Epílogo de la primera presencia de los jesuitas en México

Nuestra Señora de Loreto

El 19 de octubre de 1697 desembarcó la expedición misionera en la costa californiana, frente a la actual isla del Carmen, y una vez plantada una cruz y entronizada la imagen de Nuestra Señora de Loreto, establecieron lo que había de ser Loreto, la misión central de California.

Los primeros contactos con los indios que se acercaron fueron ambiguos. A los que se acercaban de paz, les daban de comer diariamente pozole o maíz cocido. A los de guerra, hubo en alguna ocasión que espantarlos a tiros, y murió alguno. La intervención del buen cacique de San Bruno, que trece años antes se había hecho amigo del padre Kino, facilitó mucho las cosas. Y en noviembre llegó el padre Píccolo, que había de ser durante 31 años uno de los puntales de la misión.

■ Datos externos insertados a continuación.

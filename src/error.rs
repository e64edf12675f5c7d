//! Centralized error types for the workshop sync core.

use std::path::PathBuf;
use thiserror::Error;

/// All errors produced by the workshop library.
#[derive(Error, Debug)]
pub enum SyncError {
    /// I/O error with the associated file path.
    #[error("I/O error on '{path}': {source}")]
    Io {
        path: PathBuf,
        source: std::io::Error,
    },

    /// A context tried to reference a resource it already references.
    #[error("context {0} already refs this resource")]
    AlreadyReferenced(u64),

    /// A context tried to release a resource it never acquired.
    #[error("context {0} does not ref this resource")]
    NotReferenced(u64),

    /// A context was used after `cleanup()`.
    #[error("context '{0}' has already been cleaned up")]
    ContextClosed(String),

    /// No named context is registered under this name.
    #[error("no such named context: {0}")]
    NoSuchContext(String),

    /// No TOC provider is registered for the namespace.
    #[error("no such namespace: {0}")]
    UnknownNamespace(String),

    /// The namespace exists but has no TOC with this name.
    #[error("no TOC named '{name}' in namespace '{namespace}'")]
    UnknownTocName { namespace: String, name: String },

    /// A namespace provider of an unsupported shape was registered.
    #[error("bad provider for namespace '{0}'")]
    BadProvider(String),

    /// An identifier did not have the expected component structure.
    #[error("malformed {kind}: {id:?}")]
    MalformedId { kind: &'static str, id: String },

    /// The provider reported a non-success status, or its response could not
    /// be walked at all.
    #[error("protocol error (status {status})")]
    Protocol { status: String },

    /// The transport below the protocol adapter failed.
    #[error("transport error: {0}")]
    Transport(String),

    /// A single item could not be parsed.
    #[error("failed to parse {item}: {reason}")]
    Parse { item: String, reason: String },

    /// A date field could not be interpreted.
    #[error("invalid date: {0}")]
    InvalidDate(String),

    /// JSON (de)serialization failed.
    #[error("JSON error: {0}")]
    Json(#[from] serde_json::Error),

    /// The failure makes the whole batch untrustworthy, not just one item.
    #[error("critical sync failure: {0}")]
    Critical(String),

    /// A resource's activation hook failed.
    #[error("activation failed: {0}")]
    Activation(String),

    /// A TOC refresh helper failed.
    #[error("refresh failed: {0}")]
    Refresh(String),
}

/// Convenience alias for `Result<T, SyncError>`.
pub type Result<T> = std::result::Result<T, SyncError>;

impl SyncError {
    /// Create an `Io` variant from a path and an `io::Error`.
    pub fn io(path: impl Into<PathBuf>, source: std::io::Error) -> Self {
        Self::Io {
            path: path.into(),
            source,
        }
    }

    /// Create a `Parse` variant for a named item.
    pub fn parse(item: impl Into<String>, reason: impl Into<String>) -> Self {
        Self::Parse {
            item: item.into(),
            reason: reason.into(),
        }
    }

    /// Errors of this class abort a reconciliation batch instead of skipping
    /// the offending item.
    pub fn is_critical(&self) -> bool {
        matches!(self, Self::Critical(_))
    }
}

En seguida iniciaron tareas de construcción y de doctrina, pero muy pronto vieron que el problema primario eran los abastecimientos. El mismo padre Salvatierra tuvo momentos de desánimo: «Escribo esta relación sin saber si la acabaré de escribir, porque a la hora que la escribo nos hallamos aquí con bastantes necesidades, por falta de socorro; y como cada día van apretando más, y yo soy el más viejo del Real de Nuestra Señora de Loreto, daré el tributo primero, cayendo como más flaco en la sepultura» (Ensanchadores 32). Los misioneros, incapaces de hacerse a la dieta de los indios californios, apenas subsistían con legumbres secas y leche de cabra, con algo de pescado seco en Cuaresma.

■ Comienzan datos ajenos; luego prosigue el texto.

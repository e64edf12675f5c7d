//! Owning contexts for refed resources.
//!
//! A [`NamedContext`] acquires resources on behalf of one display-layer handle
//! and releases everything it acquired when it is cleaned up. A
//! [`BridgeContext`] tracks the named contexts of one bridge so that derived
//! (child) contexts are cleaned up together with their parent.

use std::collections::HashMap;
use std::sync::atomic::{AtomicBool, Ordering};
use std::sync::{Arc, Mutex, MutexGuard, PoisonError};

use tracing::{debug, warn};

use crate::error::{Result, SyncError};
use crate::resource::{ContextId, Refed};

type Releaser = Box<dyn FnOnce(ContextId) -> Result<()> + Send>;

pub struct NamedContext {
    id: ContextId,
    name: String,
    active: AtomicBool,
    stuff_to_release: Mutex<Vec<Releaser>>,
    children: Mutex<Vec<String>>,
}

impl NamedContext {
    pub fn new(name: impl Into<String>) -> Self {
        Self {
            id: ContextId::next(),
            name: name.into(),
            active: AtomicBool::new(true),
            stuff_to_release: Mutex::new(Vec::new()),
            children: Mutex::new(Vec::new()),
        }
    }

    pub fn id(&self) -> ContextId {
        self.id
    }

    pub fn name(&self) -> &str {
        &self.name
    }

    pub fn is_active(&self) -> bool {
        self.active.load(Ordering::SeqCst)
    }

    /// Acquire `resource` and remember to release it at cleanup.
    pub async fn acquire<T>(&self, resource: Arc<T>) -> Result<Arc<T>>
    where
        T: Refed + ?Sized + 'static,
    {
        if !self.is_active() {
            return Err(SyncError::ContextClosed(self.name.clone()));
        }

        resource.acquire(self.id).await?;
        let held = Arc::clone(&resource);
        self.lock_release()
            .push(Box::new(move |ctx| held.release(ctx)));
        Ok(resource)
    }

    /// Schedule `func` to run at cleanup time.
    pub fn run_at_cleanup<F>(&self, func: F)
    where
        F: FnOnce() + Send + 'static,
    {
        self.lock_release().push(Box::new(move |_| {
            func();
            Ok(())
        }));
    }

    /// Release everything acquired through this context. Failures are logged
    /// and do not stop the remaining releases.
    pub fn cleanup(&self) {
        self.active.store(false, Ordering::SeqCst);
        let releasers: Vec<Releaser> = self.lock_release().drain(..).collect();
        debug!(context = %self.name, count = releasers.len(), "Cleaning up context");
        for release in releasers {
            if let Err(e) = release(self.id) {
                warn!(context = %self.name, error = %e, "Problem releasing resource");
            }
        }
    }

    fn lock_release(&self) -> MutexGuard<'_, Vec<Releaser>> {
        self.stuff_to_release
            .lock()
            .unwrap_or_else(PoisonError::into_inner)
    }
}

/// Tracks the named contexts belonging to one bridge.
pub struct BridgeContext {
    name: String,
    named_contexts: Mutex<HashMap<String, Arc<NamedContext>>>,
}

impl BridgeContext {
    pub fn new(name: impl Into<String>) -> Self {
        Self {
            name: name.into(),
            named_contexts: Mutex::new(HashMap::new()),
        }
    }

    pub fn name(&self) -> &str {
        &self.name
    }

    /// Create a context. A `parent` cleans this context up with itself.
    pub fn create_named_context(
        &self,
        name: impl Into<String>,
        parent: Option<&NamedContext>,
    ) -> Arc<NamedContext> {
        let ctx = Arc::new(NamedContext::new(name));
        self.lock_contexts()
            .insert(ctx.name().to_string(), Arc::clone(&ctx));
        if let Some(parent) = parent {
            parent
                .children
                .lock()
                .unwrap_or_else(PoisonError::into_inner)
                .push(ctx.name().to_string());
        }
        ctx
    }

    pub fn get_named_context_or_err(&self, name: &str) -> Result<Arc<NamedContext>> {
        self.maybe_get_named_context(name)
            .ok_or_else(|| SyncError::NoSuchContext(name.to_string()))
    }

    pub fn maybe_get_named_context(&self, name: &str) -> Option<Arc<NamedContext>> {
        self.lock_contexts().get(name).cloned()
    }

    /// Clean up a context and its children. Unknown names are ignored.
    pub fn cleanup_named_context(&self, name: &str) {
        let Some(ctx) = self.maybe_get_named_context(name) else {
            return;
        };
        let children: Vec<String> = ctx
            .children
            .lock()
            .unwrap_or_else(PoisonError::into_inner)
            .clone();
        for child in &children {
            self.cleanup_named_context(child);
        }
        self.lock_contexts().remove(name);
        ctx.cleanup();
    }

    pub fn cleanup_all(&self) {
        let all: Vec<Arc<NamedContext>> = self.lock_contexts().drain().map(|(_, c)| c).collect();
        for ctx in all {
            ctx.cleanup();
        }
    }

    fn lock_contexts(&self) -> MutexGuard<'_, HashMap<String, Arc<NamedContext>>> {
        self.named_contexts
            .lock()
            .unwrap_or_else(PoisonError::into_inner)
    }
}

#[cfg(test)]
mod tests {
    use super::*;
    use crate::toc::{StaticToc, Toc, TocOptions};
    use serde_json::json;
    use std::sync::atomic::AtomicUsize;

    fn toc() -> Arc<StaticToc> {
        Arc::new(StaticToc::new(vec![json!(1)], TocOptions::default()))
    }

    #[tokio::test]
    async fn test_cleanup_releases_acquired() {
        let ctx = NamedContext::new("view1");
        let t = ctx.acquire(toc()).await.unwrap();
        assert_eq!(t.base().refed().consumer_count(), 1);

        let ran = Arc::new(AtomicUsize::new(0));
        let ran_cb = ran.clone();
        ctx.run_at_cleanup(move || {
            ran_cb.fetch_add(1, Ordering::SeqCst);
        });

        ctx.cleanup();
        assert_eq!(t.base().refed().consumer_count(), 0);
        assert_eq!(ran.load(Ordering::SeqCst), 1);
        assert!(matches!(
            ctx.acquire(toc()).await,
            Err(SyncError::ContextClosed(_))
        ));
    }

    #[tokio::test]
    async fn test_parent_cleanup_cascades() {
        let bridge = BridgeContext::new("bridge");
        let parent = bridge.create_named_context("conv", None);
        let child = bridge.create_named_context("conv-derived", Some(&parent));
        let t = child.acquire(toc()).await.unwrap();

        bridge.cleanup_named_context("conv");
        assert!(bridge.maybe_get_named_context("conv").is_none());
        assert!(bridge.maybe_get_named_context("conv-derived").is_none());
        assert_eq!(t.base().refed().consumer_count(), 0);

        // Idempotent.
        bridge.cleanup_named_context("conv");
        assert!(bridge.get_named_context_or_err("conv").is_err());
    }
}
//! Reference-counted resource lifecycle.
//!
//! A [`RefedResource`] is embedded in anything that is lazily activated when
//! first referenced and torn down when the last reference goes away (TOCs,
//! account handles, ...). Owners are identified by [`ContextId`]; each owner
//! may hold at most one reference.

use std::fmt;
use std::future::Future;
use std::sync::atomic::{AtomicU64, Ordering};
use std::sync::{Mutex, MutexGuard, PoisonError};

use async_trait::async_trait;
use tracing::{debug, trace};

use crate::error::{Result, SyncError};

/// Identity of an owning context.
#[derive(Debug, Clone, Copy, PartialEq, Eq, Hash, PartialOrd, Ord)]
pub struct ContextId(pub u64);

impl ContextId {
    /// Issue a process-unique id.
    pub fn next() -> Self {
        static NEXT: AtomicU64 = AtomicU64::new(1);
        Self(NEXT.fetch_add(1, Ordering::Relaxed))
    }
}

impl fmt::Display for ContextId {
    fn fmt(&self, f: &mut fmt::Formatter<'_>) -> fmt::Result {
        write!(f, "ctx#{}", self.0)
    }
}

/// Callback fired once when the reference count drops to zero.
pub type OnForgotten = Box<dyn FnOnce() + Send>;

#[derive(Debug, Default)]
struct RefState {
    consumers: Vec<ContextId>,
    valid: bool,
}

/// Reference-count bookkeeping shared by every refed resource.
pub struct RefedResource {
    state: Mutex<RefState>,
    /// Held for the duration of an activation; later acquirers queue here.
    activation: tokio::sync::Mutex<()>,
    on_forgotten: Mutex<Option<OnForgotten>>,
}

impl fmt::Debug for RefedResource {
    fn fmt(&self, f: &mut fmt::Formatter<'_>) -> fmt::Result {
        let state = self.lock_state();
        f.debug_struct("RefedResource")
            .field("consumers", &state.consumers)
            .field("valid", &state.valid)
            .finish()
    }
}

impl RefedResource {
    pub fn new(on_forgotten: Option<OnForgotten>) -> Self {
        Self {
            state: Mutex::new(RefState::default()),
            activation: tokio::sync::Mutex::new(()),
            on_forgotten: Mutex::new(on_forgotten),
        }
    }

    /// Number of contexts currently holding a reference.
    pub fn consumer_count(&self) -> usize {
        self.lock_state().consumers.len()
    }

    /// Whether activation has completed for the current referenced period.
    pub fn is_valid(&self) -> bool {
        self.lock_state().valid
    }

    /// Whether `ctx` holds a reference.
    pub fn is_held_by(&self, ctx: ContextId) -> bool {
        self.lock_state().consumers.contains(&ctx)
    }

    /// Add a reference for `ctx`, running `activate` if the resource is not
    /// yet valid.
    ///
    /// Acquirers that arrive while an activation is in flight wait for it to
    /// finish instead of starting their own. If activation fails, the
    /// reference taken by `ctx` is rolled back.
    pub async fn acquire_with<F, Fut>(&self, ctx: ContextId, activate: F) -> Result<()>
    where
        F: FnOnce() -> Fut,
        Fut: Future<Output = Result<()>>,
    {
        {
            let mut state = self.lock_state();
            if state.consumers.contains(&ctx) {
                return Err(SyncError::AlreadyReferenced(ctx.0));
            }
            state.consumers.push(ctx);
            trace!(%ctx, refs = state.consumers.len(), "Acquired reference");
            if state.valid {
                return Ok(());
            }
        }

        let _gate = self.activation.lock().await;
        let already_valid = self.lock_state().valid;
        if already_valid {
            return Ok(());
        }

        debug!(%ctx, "Activating resource");
        match activate().await {
            Ok(()) => {
                self.lock_state().valid = true;
                Ok(())
            }
            Err(e) => {
                self.lock_state().consumers.retain(|c| *c != ctx);
                Err(e)
            }
        }
    }

    /// Drop the reference held by `ctx`. On the last release, `deactivate`
    /// runs and then the one-shot forgotten callback.
    pub fn release_with<F>(&self, ctx: ContextId, deactivate: F) -> Result<()>
    where
        F: FnOnce(),
    {
        let now_unreferenced = {
            let mut state = self.lock_state();
            let idx = state
                .consumers
                .iter()
                .position(|c| *c == ctx)
                .ok_or(SyncError::NotReferenced(ctx.0))?;
            state.consumers.remove(idx);
            trace!(%ctx, refs = state.consumers.len(), "Released reference");
            if state.consumers.is_empty() {
                state.valid = false;
                true
            } else {
                false
            }
        };

        if now_unreferenced {
            debug!(%ctx, "Deactivating resource");
            deactivate();
            let forgotten = self
                .on_forgotten
                .lock()
                .unwrap_or_else(PoisonError::into_inner)
                .take();
            if let Some(callback) = forgotten {
                callback();
            }
        }
        Ok(())
    }

    fn lock_state(&self) -> MutexGuard<'_, RefState> {
        self.state.lock().unwrap_or_else(PoisonError::into_inner)
    }
}

/// A resource whose lifetime is governed by context references.
#[async_trait]
pub trait Refed: Send + Sync {
    /// The embedded reference-count state.
    fn refed(&self) -> &RefedResource;

    /// Runs on the transition from zero references to one.
    async fn activate(&self) -> Result<()>;

    /// Runs on the transition back to zero references.
    fn deactivate(&self);

    /// Acquire a reference owned by `ctx`.
    async fn acquire(&self, ctx: ContextId) -> Result<()> {
        self.refed().acquire_with(ctx, || self.activate()).await
    }

    /// Release the reference owned by `ctx`.
    fn release(&self, ctx: ContextId) -> Result<()> {
        self.refed().release_with(ctx, || self.deactivate())
    }
}

#[cfg(test)]
mod tests {
    use super::*;
    use std::sync::atomic::AtomicUsize;
    use std::sync::Arc;

    struct Counting {
        refs: RefedResource,
        activations: AtomicUsize,
        deactivations: AtomicUsize,
    }

    impl Counting {
        fn new(forgotten: Arc<AtomicUsize>) -> Self {
            Self {
                refs: RefedResource::new(Some(Box::new(move || {
                    forgotten.fetch_add(1, Ordering::SeqCst);
                }))),
                activations: AtomicUsize::new(0),
                deactivations: AtomicUsize::new(0),
            }
        }
    }

    #[async_trait]
    impl Refed for Counting {
        fn refed(&self) -> &RefedResource {
            &self.refs
        }

        async fn activate(&self) -> Result<()> {
            tokio::task::yield_now().await;
            self.activations.fetch_add(1, Ordering::SeqCst);
            Ok(())
        }

        fn deactivate(&self) {
            self.deactivations.fetch_add(1, Ordering::SeqCst);
        }
    }

    #[tokio::test]
    async fn test_concurrent_acquire_activates_once() {
        let forgotten = Arc::new(AtomicUsize::new(0));
        let res = Counting::new(forgotten.clone());
        let (a, b, c) = (ContextId::next(), ContextId::next(), ContextId::next());

        let (ra, rb, rc) = tokio::join!(res.acquire(a), res.acquire(b), res.acquire(c));
        ra.unwrap();
        rb.unwrap();
        rc.unwrap();
        assert_eq!(res.activations.load(Ordering::SeqCst), 1);
        assert!(res.refs.is_valid());
        assert_eq!(res.refs.consumer_count(), 3);

        res.release(b).unwrap();
        res.release(a).unwrap();
        assert_eq!(res.deactivations.load(Ordering::SeqCst), 0);
        res.release(c).unwrap();
        assert_eq!(res.deactivations.load(Ordering::SeqCst), 1);
        assert_eq!(forgotten.load(Ordering::SeqCst), 1);
    }

    #[tokio::test]
    async fn test_double_acquire_rejected() {
        let res = Counting::new(Arc::new(AtomicUsize::new(0)));
        let ctx = ContextId::next();
        res.acquire(ctx).await.unwrap();
        let err = res.acquire(ctx).await.unwrap_err();
        assert!(matches!(err, SyncError::AlreadyReferenced(_)));
        assert_eq!(res.refs.consumer_count(), 1);
    }

    #[tokio::test]
    async fn test_release_without_acquire_rejected() {
        let res = Counting::new(Arc::new(AtomicUsize::new(0)));
        let err = res.release(ContextId::next()).unwrap_err();
        assert!(matches!(err, SyncError::NotReferenced(_)));
        assert_eq!(res.deactivations.load(Ordering::SeqCst), 0);
    }

    #[tokio::test]
    async fn test_forgotten_fires_only_once_across_cycles() {
        let forgotten = Arc::new(AtomicUsize::new(0));
        let res = Counting::new(forgotten.clone());
        let ctx = ContextId::next();

        for _ in 0..3 {
            res.acquire(ctx).await.unwrap();
            res.release(ctx).unwrap();
        }

        assert_eq!(res.activations.load(Ordering::SeqCst), 3);
        assert_eq!(res.deactivations.load(Ordering::SeqCst), 3);
        assert_eq!(forgotten.load(Ordering::SeqCst), 1);
    }

    struct FailingActivation {
        refs: RefedResource,
    }

    #[async_trait]
    impl Refed for FailingActivation {
        fn refed(&self) -> &RefedResource {
            &self.refs
        }

        async fn activate(&self) -> Result<()> {
            Err(SyncError::Activation("backing store unavailable".into()))
        }

        fn deactivate(&self) {}
    }

    #[tokio::test]
    async fn test_failed_activation_rolls_back_reference() {
        let res = FailingActivation {
            refs: RefedResource::new(None),
        };
        let ctx = ContextId::next();
        assert!(res.acquire(ctx).await.is_err());
        assert_eq!(res.refs.consumer_count(), 0);
        assert!(!res.refs.is_held_by(ctx));
    }
}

Las solicitudes urgentes a México no recibían normalmente otra respuesta que la negativa o el silencio administrativo. Muy de tarde en tarde, la llegada de algún barco de socorro -el San José, el San Xavier, el San Fermín-, enviado por los amigos jesuitas o seglares, hacía posible la prolongación de la aventura… En 1699 pudieron los misioneros salir a explorar la tierra, y en lugar adecuado fundaron la misión de San Francisco Xavier.

Viaje a México

El padre Salvatierra hubo de pasar a México en 1701 a recabar más ayudas. Fue entonces cuando, con el padre Kino, descubrió la condición peninsular de California. Nuevos misioneros se sumaron a la empresa: los padres Manuel Basaldúa, michoacano, Jerónimo Minutuli, italiano de Cerdeña, y sobre todo el gran apóstol Juan de Ugarte, nacido en Honduras de padres vascos. Era éste un misionero de una firmeza apostólica absoluta. En una ocasión realmente desesperada, cuando el mismo Salvatierra proponía ya dejarlo todo, Ugarte se fue a la iglesia, y a los pies de la Virgen de Loreto hizo voto de no desamparar la misión como no fuera por mandato de obediencia. Y allí siguieron todos…

La dificil subsistencia

Un soldado de la escolta tenía autoridad civil sobre los indios, pero el gobierno de éstos lo llevaba de hecho el misionero, que nombraba entre ellos gobernador, fiscal de la Iglesia y maestro de escuela.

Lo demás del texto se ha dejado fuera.